We recently learned about the challenges authors face in maintaining continuity while writing. Fortunately, a key stage in the editorial process helps ensure that a book is, ultimately, the best version of itself it can be. Some authors have been known to praise copy editors as publishing’s unsung heroes. We checked in with a Random House copy editor to learn about what she looks for in a manuscript and how she gets the job done.
Q: What does a copy editor look for when reviewing a manuscript?
A: When I’m copyediting, I keep an open Word document into which I jot notes about anything I think may be of interest as I keep track of chronology, logistics, plot, and personal details. I’ll make notes about dates, characters’ ages and physical appearances, characters’ past experiences, layouts of houses or towns—anything that might be mentioned repeatedly over the course of a manuscript.

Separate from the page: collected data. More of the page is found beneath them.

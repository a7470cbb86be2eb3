//! Visible window selection
//!
//! Decides how far back from the newest sample the plot starts and how many
//! samples it shows, given the caller's scroll lag and window bounds.

/// Window parameters requested by the caller for one render
#[derive(Debug, Clone, Copy, PartialEq, Eq)]
pub struct PlotRequest {
    /// Samples back from the newest at which the window starts
    pub lag: usize,
    /// Upper bound on visible samples
    pub show_max: usize,
    /// Samples that must stay visible at maximum scroll-back
    pub show_min: usize,
}

impl PlotRequest {
    /// Create a new request
    pub const fn new(lag: usize, show_max: usize, show_min: usize) -> Self {
        Self {
            lag,
            show_max,
            show_min,
        }
    }
}

/// Clamped window actually plotted
#[derive(Debug, Clone, Copy, PartialEq, Eq, Default)]
pub struct PlotWindow {
    /// Effective lag after clamping
    pub lag: usize,
    /// Number of visible samples
    pub len: usize,
}

impl PlotWindow {
    /// Clamp a request against a sampler holding `count` readings.
    ///
    /// The lag never pushes fewer than `show_min` samples out of view, and
    /// the window never reaches past the oldest held reading. When fewer than
    /// `show_min` readings are held the lag clamps to zero.
    pub fn clamp(count: usize, request: PlotRequest) -> Self {
        let lag = request.lag.min(count.saturating_sub(request.show_min));
        let len = request.show_max.min(count).min(count - lag);

        Self { lag, len }
    }

    /// Check if there is nothing to plot
    pub fn is_empty(&self) -> bool {
        self.len == 0
    }
}
//! Constants for plot projection
//!
//! Normalized device space is the square [-1, +1] x [-1, +1]; these values
//! describe it and the stroke used to draw the projected stems.

/// Width of normalized device space on either axis
pub const NORMALIZED_SPAN: f32 = 2.0;

/// Normalized X of the newest visible sample (right edge)
pub const NORMALIZED_RIGHT_EDGE: f32 = 1.0;

/// Normalized offset applied after scaling a sample into the span
pub const NORMALIZED_OFFSET: f32 = -1.0;

/// Fewest visible samples that get evenly spaced horizontally
///
/// Smaller windows use a full-span step instead of `2 / (n - 1)`.
pub const MIN_SPACED_SAMPLES: usize = 3;

/// Stroke width of a projected stem in pixels
pub const STEM_LINE_WIDTH_PX: u32 = 1;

Q: What are common continuity issues that copy editors encounter?
A: Probably the most common issues are lapses in chronology—from day-to-day passage of time to a storyline’s trajectory over years—and in character continuity, including physical characteristics and personal histories. This is especially true when working on historical novels, where real-life events and characters overlap with fictional ones. Keeping a detailed timeline and character notes is essential, particularly when I find myself working on multiple titles in an ongoing series. That said, chronological issues occur in stories with simple timelines almost as often as they do in stories with complex ones.
Q: What are some examples of timeline glitches?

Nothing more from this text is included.